Like others I have interviewed for the school history, Allan mentions the school cross-country carnival as a unique gathering, particularly the recent shift “…from an afternoon that was OK for the elite runners in the school and a very ordinary afternoon for everyone else, to a whole school event. Music and entertainment was provided by students, as were food stalls and BBQs. Every student in the school was involved, from tiny little people through to the young adults, with the highlight seeing the 18 year olds helping the 5 year olds run around their short course.” This care for others was also noted when seeing Black Mountain School volunteers and teamSUPPORT boys, including his sons, Reilly and Cassidy during their time at the college, and partner (also a former staff member) Susan Hobson, who assisted as a mentor.

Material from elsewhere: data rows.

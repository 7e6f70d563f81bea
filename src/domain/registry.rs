//! The registry document: every active deployment of an environment.
//!
//! Serialized as a single YAML body (`deployments: [...]`) so the whole
//! document is always read and written at once. Order of insertion is kept.

use serde::{Deserialize, Serialize};

use super::error::DomainError;
use super::id::DeploymentName;
use super::record::DeploymentRecord;

/// Ordered collection of deployment records keyed by name.
#[derive(Debug, Clone, Default, PartialEq, Eq, Serialize, Deserialize)]
pub struct RegistryDocument {
    #[serde(default)]
    deployments: Vec<DeploymentRecord>,
}

impl RegistryDocument {
    /// Create an empty document.
    #[must_use]
    pub fn new() -> Self {
        Self::default()
    }

    /// Parse a stored body. A blank body is an empty registry.
    pub fn parse(body: &str) -> Result<Self, DomainError> {
        if body.trim().is_empty() {
            return Ok(Self::new());
        }
        serde_yaml::from_str(body).map_err(|e| DomainError::MalformedDocument {
            document: "registry",
            reason: e.to_string(),
        })
    }

    /// Serialize to the stored body.
    pub fn to_yaml(&self) -> Result<String, serde_yaml::Error> {
        serde_yaml::to_string(self)
    }

    /// Whether a record with this name exists.
    #[must_use]
    pub fn contains(&self, name: &DeploymentName) -> bool {
        self.get(name).is_some()
    }

    /// Look up a record by name.
    #[must_use]
    pub fn get(&self, name: &DeploymentName) -> Option<&DeploymentRecord> {
        self.deployments.iter().find(|d| &d.name == name)
    }

    /// Append a record. Fails if the name is already present.
    pub fn insert(&mut self, record: DeploymentRecord) -> Result<(), DomainError> {
        if self.contains(&record.name) {
            return Err(DomainError::DuplicateDeployment {
                name: record.name.to_string(),
            });
        }
        self.deployments.push(record);
        Ok(())
    }

    /// Remove a record by name, returning it if it was present.
    pub fn remove(&mut self, name: &DeploymentName) -> Option<DeploymentRecord> {
        let index = self.deployments.iter().position(|d| &d.name == name)?;
        Some(self.deployments.remove(index))
    }

    /// Remove every record. Returns how many were removed.
    pub fn clear(&mut self) -> usize {
        let count = self.deployments.len();
        self.deployments.clear();
        count
    }

    /// Iterate records in insertion order.
    pub fn iter(&self) -> impl Iterator<Item = &DeploymentRecord> {
        self.deployments.iter()
    }

    /// Names in insertion order.
    #[must_use]
    pub fn names(&self) -> Vec<&DeploymentName> {
        self.deployments.iter().map(|d| &d.name).collect()
    }

    #[must_use]
    pub fn len(&self) -> usize {
        self.deployments.len()
    }

    #[must_use]
    pub fn is_empty(&self) -> bool {
        self.deployments.is_empty()
    }

    /// Consume into the underlying records.
    #[must_use]
    pub fn into_records(self) -> Vec<DeploymentRecord> {
        self.deployments
    }
}
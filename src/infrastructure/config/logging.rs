//! Logging configuration and initialization.

use serde::{Deserialize, Serialize};
use tracing_subscriber::{fmt, EnvFilter};

/// Logging configuration.
#[derive(Debug, Clone, PartialEq, Eq, Serialize, Deserialize)]
#[serde(default)]
pub struct LoggingConfig {
    pub level: String,
    pub format: String,
}

impl LoggingConfig {
    /// Copy of this configuration with the level forced to `debug`.
    #[must_use]
    pub fn verbose(&self) -> Self {
        Self {
            level: "debug".into(),
            ..self.clone()
        }
    }

    /// Initialize the tracing subscriber with this logging configuration.
    ///
    /// `RUST_LOG` takes precedence over the configured level. Logs go to
    /// stderr so command output on stdout stays machine-readable.
    pub fn init(&self) {
        let filter =
            EnvFilter::try_from_default_env().unwrap_or_else(|_| EnvFilter::new(&self.level));

        match self.format.as_str() {
            "json" => {
                fmt()
                    .json()
                    .with_env_filter(filter)
                    .with_writer(std::io::stderr)
                    .init();
            }
            _ => {
                fmt()
                    .with_env_filter(filter)
                    .with_writer(std::io::stderr)
                    .init();
            }
        }
    }
}

impl Default for LoggingConfig {
    fn default() -> Self {
        Self {
            level: "info".into(),
            format: "pretty".into(),
        }
    }
}
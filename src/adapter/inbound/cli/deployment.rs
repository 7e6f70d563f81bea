//! Handlers for `uc-deploy deployment ...`.

use std::time::Duration;

use serde_json::json;

use super::command::{CheckArgs, DeleteArgs, DeployArgs, DeploymentCommand, ReviveArgs};
use super::output::Output;
use crate::application::deployment::{DeployRequest, DeploymentService};
use crate::application::watcher::ReadinessOutcome;
use crate::error::Result;

/// Dispatch a deployment subcommand.
pub async fn execute(out: Output, service: &DeploymentService, command: DeploymentCommand) -> Result<()> {
    match command {
        DeploymentCommand::List => {
            out.deployments(&service.list().await?);
            Ok(())
        }
        DeploymentCommand::Deploy(args) => deploy(out, service, args).await,
        DeploymentCommand::Revive(args) => revive(out, service, args).await,
        DeploymentCommand::Delete(args) => delete(out, service, args).await,
        DeploymentCommand::Check(args) => check(out, service, args).await,
    }
}

async fn deploy(out: Output, service: &DeploymentService, args: DeployArgs) -> Result<()> {
    let request = DeployRequest {
        name: args.deployment_name,
        suffix: args.deployment_name_suffix,
        force: args.force,
        skip_build: args.skip_build,
        reset_lock: args.reset_lock,
        use_sudo: args.use_sudo,
    };

    let progress = out.progress("Deploying user code...");
    let outcome = match service.deploy(&request).await {
        Ok(outcome) => outcome,
        Err(e) => {
            progress.fail("Deployment failed");
            return Err(e);
        }
    };
    progress.finish(&format!("Reconciled {} ({})", outcome.name, outcome.plan.state));
    out.field("Deployment", out.highlight(&outcome.name));
    out.field("Tag", &outcome.tag);
    if let Some(url) = &outcome.assets_url {
        out.field("Assets", url);
    }

    out.section("Status");
    let observation = service
        .watch(&outcome.name, outcome.plan.readiness_timeout, |pod, line| {
            out.log_line(pod, line)
        })
        .await;
    out.observation(&observation);

    out.report(json!({
        "command": "deployment.deploy",
        "name": outcome.name.to_string(),
        "tag": outcome.tag.to_string(),
        "state": outcome.plan.state.to_string(),
        "assets_url": outcome.assets_url,
        "ready": observation.readiness == ReadinessOutcome::Ready,
    }));
    Ok(())
}

async fn revive(out: Output, service: &DeploymentService, args: ReviveArgs) -> Result<()> {
    let progress = out.progress(&format!("Reviving {}:{}...", args.name, args.tag));
    let plan = match service.revive(&args.name, &args.tag).await {
        Ok(plan) => plan,
        Err(e) => {
            progress.fail("Revive failed");
            return Err(e);
        }
    };
    progress.finish(&format!("Revived {} ({})", args.name, plan.state));

    out.report(json!({
        "command": "deployment.revive",
        "name": args.name,
        "tag": args.tag,
        "state": plan.state.to_string(),
    }));
    Ok(())
}

async fn delete(out: Output, service: &DeploymentService, args: DeleteArgs) -> Result<()> {
    if args.all {
        let outcome = service.delete_all().await?;
        out.done(&format!(
            "Deleted {} deployments ({} objects)",
            outcome.records_removed, outcome.resources_removed
        ));
        out.report(json!({
            "command": "deployment.delete",
            "all": true,
            "records_removed": outcome.records_removed,
            "resources_removed": outcome.resources_removed,
        }));
        return Ok(());
    }

    let (name, registered) = service.delete(args.name.as_deref()).await?;
    if !registered {
        out.warning(&format!("Deployment \"{name}\" was not registered"));
    }
    out.done(&format!("Deleted {name}"));
    out.report(json!({
        "command": "deployment.delete",
        "name": name.to_string(),
        "registered": registered,
    }));
    Ok(())
}

async fn check(out: Output, service: &DeploymentService, args: CheckArgs) -> Result<()> {
    let report = service
        .check(
            args.name.as_deref(),
            Duration::from_secs(args.timeout),
            |pod, line| out.log_line(pod, line),
        )
        .await?;

    if !report.registered {
        out.warning(&format!(
            "Deployment \"{}\" is not registered; see `uc-deploy deployment list`",
            report.name
        ));
    }
    out.logs(&report.logs);
    out.report(json!({
        "command": "deployment.check",
        "name": report.name.to_string(),
        "registered": report.registered,
        "pods": report.pods,
    }));
    Ok(())
}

Allan is quick to add that it was the “servers” who were in fact learning from the students in their care “with very different intellectual and physical capacities. It was a privilege to be able to learn from these people!” In conclusion, Allan applauds Radford’s “propensity and the capacity to provide a ‘home’ to some very quirky people; people that would not be able to function comfortably in many other places, be they students or adults. That sense of inclusiveness and acceptance I saw as a strength of the school. People could be themselves.” The part he has played in building that feeling of belonging should not be undervalued.

The four now-principals interviewed above have been stellar role models for current and future leaders among staff, parents and the student body. Their wise insights have displayed not only what we do well at the college, but also what is woven deep into the fabric of the Radford experience. To me, it is a lot about building: community, knowledge, understanding, imagination, compassion and confidence and more. And also about walking alongside each and every member of that community in friendship, in solidarity and with utter respect.